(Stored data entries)
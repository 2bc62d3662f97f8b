//! Input resolution: validate a user-supplied path and load it as a
//! [`Document`].
//!
//! Format is decided by content, not extension. `%PDF` magic means PDF and
//! the page count comes from pdfium inside `spawn_blocking`; anything else
//! must be UTF-8 text with `\f` page breaks.

use crate::document::Document;
use crate::error::SubmittalError;
use crate::pipeline::split;
use std::io::Read;
use std::path::{Path, PathBuf};
use tracing::{debug, info};

/// Validate that `path_str` names a readable file.
pub fn resolve_local(path_str: &str) -> Result<PathBuf, SubmittalError> {
    let path = PathBuf::from(path_str);

    if !path.exists() {
        return Err(SubmittalError::FileNotFound { path });
    }
    if path.is_dir() {
        return Err(SubmittalError::UnsupportedInput {
            path,
            detail: "path is a directory".into(),
        });
    }

    match std::fs::File::open(&path) {
        Ok(mut f) => {
            let mut probe = [0u8; 1];
            if let Err(e) = f.read(&mut probe) {
                return Err(SubmittalError::CorruptDocument {
                    path,
                    detail: e.to_string(),
                });
            }
        }
        Err(e) if e.kind() == std::io::ErrorKind::PermissionDenied => {
            return Err(SubmittalError::PermissionDenied { path });
        }
        Err(_) => {
            return Err(SubmittalError::FileNotFound { path });
        }
    }

    debug!("Resolved local document: {}", path.display());
    Ok(path)
}

/// Whether the buffer starts with the PDF magic bytes.
pub fn is_pdf(bytes: &[u8]) -> bool {
    bytes.len() >= 4 && &bytes[..4] == b"%PDF"
}

/// Read and load a document from disk.
pub async fn load_document(path_str: &str) -> Result<Document, SubmittalError> {
    let path = resolve_local(path_str)?;
    let bytes = tokio::fs::read(&path).await.map_err(|e| match e.kind() {
        std::io::ErrorKind::PermissionDenied => SubmittalError::PermissionDenied { path: path.clone() },
        _ => SubmittalError::CorruptDocument {
            path: path.clone(),
            detail: e.to_string(),
        },
    })?;
    let name = path
        .file_name()
        .map(|n| n.to_string_lossy().into_owned())
        .unwrap_or_else(|| path_str.to_string());

    let doc = load_from_bytes(&name, bytes).await?.with_path(&path);
    info!(
        "Loaded '{}': {} pages ({:?})",
        doc.name(),
        doc.page_count(),
        doc.kind()
    );
    Ok(doc)
}

/// Load a document from an in-memory buffer.
pub async fn load_from_bytes(name: &str, bytes: Vec<u8>) -> Result<Document, SubmittalError> {
    if is_pdf(&bytes) {
        let name = name.to_string();
        return tokio::task::spawn_blocking(move || {
            let page_count = split::pdf_page_count(&bytes, Path::new(&name))?;
            Ok(Document::from_pdf(name, bytes, page_count))
        })
        .await
        .map_err(|e| SubmittalError::Internal(format!("Load task panicked: {}", e)))?;
    }

    let text = String::from_utf8(bytes).map_err(|_| SubmittalError::UnsupportedInput {
        path: PathBuf::from(name),
        detail: "not a PDF and not UTF-8 text".into(),
    })?;
    Document::from_text(name, &text)
}
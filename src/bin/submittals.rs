//! CLI binary for submittal-extract.
//!
//! A thin shim over the library crate that maps CLI flags to
//! `ExtractionConfig` and prints results.

use anyhow::{Context, Result};
use clap::{Args, Parser, Subcommand};
use indicatif::{ProgressBar, ProgressStyle};
use std::io;
use std::path::PathBuf;
use std::sync::Arc;
use std::time::Duration;
use submittal_extract::pipeline::{input, plan, split};
use submittal_extract::prompts::load_prompt_file;
use submittal_extract::schema::load_schema_file;
use submittal_extract::service::resolve_service;
use submittal_extract::{
    extract_submittals, inspect, write_result, ChunkPlan, ChunkResult, ChunkSpec, CostRates,
    ExtractionConfig, MergedResult, PageRange, PipelineObserver,
};
use tracing_subscriber::EnvFilter;

// ── ANSI colour helpers ──────────────────────────────────────────────────

fn green(s: &str) -> String {
    format!("\x1b[32m{s}\x1b[0m")
}
fn red(s: &str) -> String {
    format!("\x1b[31m{s}\x1b[0m")
}
fn yellow(s: &str) -> String {
    format!("\x1b[33m{s}\x1b[0m")
}
fn dim(s: &str) -> String {
    format!("\x1b[2m{s}\x1b[0m")
}
fn bold(s: &str) -> String {
    format!("\x1b[1m{s}\x1b[0m")
}

const TICKS: &[&str] = &["⠋", "⠙", "⠹", "⠸", "⠼", "⠴", "⠦", "⠧", "⠇", "⠏", "⠿"];

// ── Progress observer using indicatif ────────────────────────────────────

/// Live progress bar over chunks. Chunks may complete out of order when
/// `--concurrency` is above one.
struct CliObserver {
    bar: ProgressBar,
}

impl CliObserver {
    fn new() -> Arc<Self> {
        let bar = ProgressBar::new(0);
        bar.set_style(
            ProgressStyle::with_template("{spinner:.cyan} {prefix:.bold}  {msg}")
                .unwrap_or_else(|_| ProgressStyle::default_spinner())
                .tick_strings(TICKS),
        );
        bar.set_prefix("Preparing");
        bar.set_message("Loading document…");
        bar.enable_steady_tick(Duration::from_millis(80));
        Arc::new(Self { bar })
    }
}

impl PipelineObserver for CliObserver {
    fn on_run_start(&self, plan: &ChunkPlan) {
        self.bar.set_style(
            ProgressStyle::with_template(
                "{spinner:.cyan} {prefix:.bold}  [{bar:42.green/238}] {pos:>2}/{len} chunks  \
                 ⏱ {elapsed_precise}  {msg}",
            )
            .unwrap_or_else(|_| ProgressStyle::default_bar())
            .progress_chars("█▉▊▋▌▍▎▏  ")
            .tick_strings(TICKS),
        );
        self.bar.set_length(plan.len() as u64);
        self.bar.set_prefix("Extracting");
        self.bar.println(format!(
            "{} {}",
            bold("◆"),
            bold(&format!(
                "Pages {} in {} chunk(s), ~{} tokens",
                plan.range,
                plan.len(),
                plan.estimated_tokens
            ))
        ));
    }

    fn on_chunk_start(&self, spec: &ChunkSpec, _total: usize) {
        self.bar
            .set_message(format!("pages {}-{}", spec.start_page, spec.end_page));
    }

    fn on_chunk_complete(&self, result: &ChunkResult, total: usize) {
        let line = match &result.error {
            None => format!(
                "  {} Chunk {:>2}/{:<2}  pages {:>4}-{:<4}  {}  {}{}",
                green("✓"),
                result.chunk_index,
                total,
                result.start_page,
                result.end_page,
                dim(&format!("{:>4} bullets", result.bullets.len())),
                dim(&format!("${:.4}  {:.1}s", result.usage.cost, result.duration_ms as f64 / 1000.0)),
                if result.repaired { yellow("  repaired") } else { String::new() },
            ),
            Some(e) => {
                let msg = e.to_string();
                let msg = match msg.char_indices().nth(90) {
                    Some((cut, _)) => format!("{}…", &msg[..cut]),
                    None => msg,
                };
                format!(
                    "  {} Chunk {:>2}/{:<2}  pages {:>4}-{:<4}  {}",
                    red("✗"),
                    result.chunk_index,
                    total,
                    result.start_page,
                    result.end_page,
                    red(&msg)
                )
            }
        };
        self.bar.println(line);
        self.bar.inc(1);
    }

    fn on_run_complete(&self, _result: &MergedResult) {
        self.bar.finish_and_clear();
    }
}

const AFTER_HELP: &str = r#"EXAMPLES:
  # Extract a submittal register (JSON to stdout)
  submittals extract project_manual.pdf

  # Write to a file, stop spending after $5
  submittals extract project_manual.pdf -o register.json --cost-ceiling 5

  # Only Division 08 (pages 410-520), keep raw responses for inspection
  submittals extract manual.pdf --pages 410-520 --debug-dir debug/

  # How would the manual be chunked and what will it cost? (no API key needed)
  submittals plan project_manual.pdf

  # Write the chunk PDFs without extracting anything
  submittals split project_manual.pdf --out-dir chunks/

  # Check credentials and custom prompt/schema files
  submittals validate --prompt-file prompt.txt --schema-file schema.json

ENVIRONMENT VARIABLES:
  OPENROUTER_API_KEY      OpenRouter key (structured-output endpoint, preferred)
  OPENROUTER_BASE_URL     Override the OpenRouter base URL
  GEMINI_MODEL_NAME       Model for OpenRouter (default google/gemini-2.5-pro)
  EDGEQUAKE_LLM_PROVIDER  edgequake-llm provider (openai, anthropic, gemini, ollama)
  EDGEQUAKE_MODEL         edgequake-llm model id
  PDFIUM_LIB_PATH         Directory containing libpdfium
  RUST_LOG                Overrides -v / -q log filtering
"#;

/// Extract submittal registers from construction specification manuals.
#[derive(Parser, Debug)]
#[command(
    name = "submittals",
    version,
    about = "Extract submittal registers from construction specification manuals using LLMs",
    arg_required_else_help = true,
    color = clap::ColorChoice::Auto,
    after_long_help = AFTER_HELP
)]
struct Cli {
    #[command(subcommand)]
    command: Command,

    /// Enable DEBUG-level tracing logs.
    #[arg(short, long, global = true, env = "SUBMITTALS_VERBOSE")]
    verbose: bool,

    /// Suppress all output except errors.
    #[arg(short, long, global = true, env = "SUBMITTALS_QUIET")]
    quiet: bool,
}

#[derive(Subcommand, Debug)]
enum Command {
    /// Run the full extraction and emit the merged JSON result.
    Extract(ExtractArgs),
    /// Print page count, chunk plan and estimated cost. No API key needed.
    Plan(PlanArgs),
    /// Write each planned chunk as its own file.
    Split(SplitArgs),
    /// Check service credentials and optional prompt/schema files.
    Validate(ValidateArgs),
}
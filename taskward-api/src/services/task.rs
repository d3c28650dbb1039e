/// Task service

use super::ServiceError;
use taskward_shared::models::task::{NewTask, Task};
use taskward_shared::models::Page;
use taskward_shared::store::{Store, StoreError};

#[derive(Debug, Clone)]
pub struct TaskService {
    store: Store,
}

impl TaskService {
    pub fn new(store: Store) -> Self {
        Self { store }
    }

    /// Creates a task
    ///
    /// The task table carries no uniqueness constraint, so the only
    /// failures here are unclassified store errors.
    pub async fn create(&self, new: NewTask) -> Result<Task, ServiceError> {
        Ok(self.store.create_task(new).await?)
    }

    /// Fetches a task by id
    pub async fn get(&self, id: i64) -> Result<Task, ServiceError> {
        match self.store.get_task(id).await {
            Ok(task) => Ok(task),
            Err(StoreError::NotFound) => {
                Err(ServiceError::ResourceNotFound(format!("invalid id: {id}")))
            }
            Err(err) => Err(err.into()),
        }
    }

    /// Lists a hospital's tasks: a count plus a page fetch
    pub async fn list_by_hospital(
        &self,
        hospital_id: i64,
        offset: i64,
        limit: i64,
    ) -> Result<Page<Task>, ServiceError> {
        let total = self.store.count_tasks_by_hospital(hospital_id).await?;
        let items = self
            .store
            .find_tasks_by_hospital(hospital_id, offset, limit)
            .await?;
        Ok(Page { total, items })
    }

    /// Lists an employee's tasks: a count plus a page fetch
    pub async fn list_by_owner(
        &self,
        owner_id: i64,
        offset: i64,
        limit: i64,
    ) -> Result<Page<Task>, ServiceError> {
        let total = self.store.count_tasks_by_owner(owner_id).await?;
        let items = self.store.find_tasks_by_owner(owner_id, offset, limit).await?;
        Ok(Page { total, items })
    }

    /// Persists an already-merged task record
    ///
    /// The handler fetches the current record and overwrites the mutable
    /// fields; this only turns "0 rows affected" into `ResourceNotFound`.
    pub async fn update(&self, task: &Task) -> Result<(), ServiceError> {
        let affected = self.store.update_task(task).await?;
        if affected == 0 {
            return Err(ServiceError::ResourceNotFound(format!(
                "invalid id: {}",
                task.id
            )));
        }
        Ok(())
    }
}
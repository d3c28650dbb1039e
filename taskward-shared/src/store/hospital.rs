/// Hospital table operations

use super::{Store, StoreError};
use crate::models::hospital::{Hospital, NewHospital};

impl Store {
    /// Inserts a hospital and returns the stored row
    ///
    /// Fails with `StoreError::DuplicateEntry` when the name is taken.
    pub async fn create_hospital(&self, new: NewHospital) -> Result<Hospital, StoreError> {
        let hospital = sqlx::query_as::<_, Hospital>(
            r#"
            INSERT INTO hospital (name, display_name, created_at, updated_at)
            VALUES ($1, $2, NOW(), NOW())
            RETURNING id, name, display_name, created_at, updated_at
            "#,
        )
        .bind(&new.name)
        .bind(&new.display_name)
        .fetch_one(&self.pool)
        .await?;

        Ok(hospital)
    }

    /// Fetches a hospital by id
    ///
    /// Fails with `StoreError::NotFound` when no row matches.
    pub async fn get_hospital(&self, id: i64) -> Result<Hospital, StoreError> {
        let hospital = sqlx::query_as::<_, Hospital>(
            r#"
            SELECT id, name, display_name, created_at, updated_at
            FROM hospital
            WHERE id = $1
            "#,
        )
        .bind(id)
        .fetch_optional(&self.pool)
        .await?;

        hospital.ok_or(StoreError::NotFound)
    }

    /// Returns a page of hospitals in ascending-id order
    ///
    /// `offset`/`limit` are raw row-skip/row-count; no upper bound is
    /// enforced at this layer.
    pub async fn find_hospitals(&self, offset: i64, limit: i64) -> Result<Vec<Hospital>, StoreError> {
        let hospitals = sqlx::query_as::<_, Hospital>(
            r#"
            SELECT id, name, display_name, created_at, updated_at
            FROM hospital
            ORDER BY id
            LIMIT $1 OFFSET $2
            "#,
        )
        .bind(limit)
        .bind(offset)
        .fetch_all(&self.pool)
        .await?;

        Ok(hospitals)
    }

    /// Counts all hospitals
    pub async fn count_hospitals(&self) -> Result<u64, StoreError> {
        let (count,): (i64,) = sqlx::query_as("SELECT COUNT(*) FROM hospital")
            .fetch_one(&self.pool)
            .await?;

        Ok(count as u64)
    }

    /// Overwrites name/display_name for an existing hospital
    ///
    /// Returns the number of rows affected; 0 means the id does not exist
    /// and is not an error at this layer.
    pub async fn update_hospital(&self, hospital: &Hospital) -> Result<u64, StoreError> {
        let result = sqlx::query(
            r#"
            UPDATE hospital
            SET name = $2, display_name = $3, updated_at = NOW()
            WHERE id = $1
            "#,
        )
        .bind(hospital.id)
        .bind(&hospital.name)
        .bind(&hospital.display_name)
        .execute(&self.pool)
        .await?;

        Ok(result.rows_affected())
    }
}
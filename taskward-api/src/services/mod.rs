/// Domain services
///
/// One service per entity, each a thin adapter between the validated
/// request shape and the store. Services own exactly one responsibility
/// beyond pass-through: translating store sentinels into the typed
/// `ServiceError` taxonomy. Field validation stays in the handlers.
///
/// List operations issue a count and a page fetch as two independent
/// queries; under concurrent writes the total and the page can disagree.
/// That inconsistency is documented behavior, not corrected here.

pub mod employee;
pub mod hospital;
pub mod task;

pub use employee::EmployeeService;
pub use hospital::HospitalService;
pub use task::TaskService;

use taskward_shared::store::StoreError;
use thiserror::Error;

/// Typed service error taxonomy
///
/// Every store failure is classified exactly once at this boundary;
/// handlers never see raw store errors.
#[derive(Debug, Error)]
pub enum ServiceError {
    /// Malformed input (client error)
    #[error("{0}")]
    BadArgument(String),

    /// Referenced entity absent
    #[error("{0}")]
    ResourceNotFound(String),

    /// Uniqueness violation
    #[error("{0}")]
    AlreadyExists(String),

    /// Cross-entity ownership mismatch
    #[error("{0}")]
    PermissionDenied(String),

    /// Unclassified store failure
    #[error("internal storage error")]
    Internal(#[from] StoreError),
}

#[cfg(test)]
mod tests {
    use super::*;

    #[test]
    fn test_unclassified_store_error_wraps_as_internal() {
        let err: ServiceError = StoreError::Database(sqlx::Error::RowNotFound).into();
        assert!(matches!(err, ServiceError::Internal(_)));
    }

    #[test]
    fn test_error_messages_pass_through() {
        let err = ServiceError::ResourceNotFound("no hospital with id 7".to_string());
        assert_eq!(err.to_string(), "no hospital with id 7");
    }
}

* _Work to be completed_
Copy the lines above exactly, beginning at the line that has "ORDER BY id" and stopping after the line that has "does not exist", and omit the rest.

* _Result of the task_
            ORDER BY id
            LIMIT $1 OFFSET $2
            "#,
        )
        .bind(limit)
        .bind(offset)
        .fetch_all(&self.pool)
        .await?;

        Ok(hospitals)
    }

    /// Counts all hospitals
    pub async fn count_hospitals(&self) -> Result<u64, StoreError> {
        let (count,): (i64,) = sqlx::query_as("SELECT COUNT(*) FROM hospital")
            .fetch_one(&self.pool)
            .await?;

        Ok(count as u64)
    }

    /// Overwrites name/display_name for an existing hospital
    ///
    /// Returns the number of rows affected; 0 means the id does not exist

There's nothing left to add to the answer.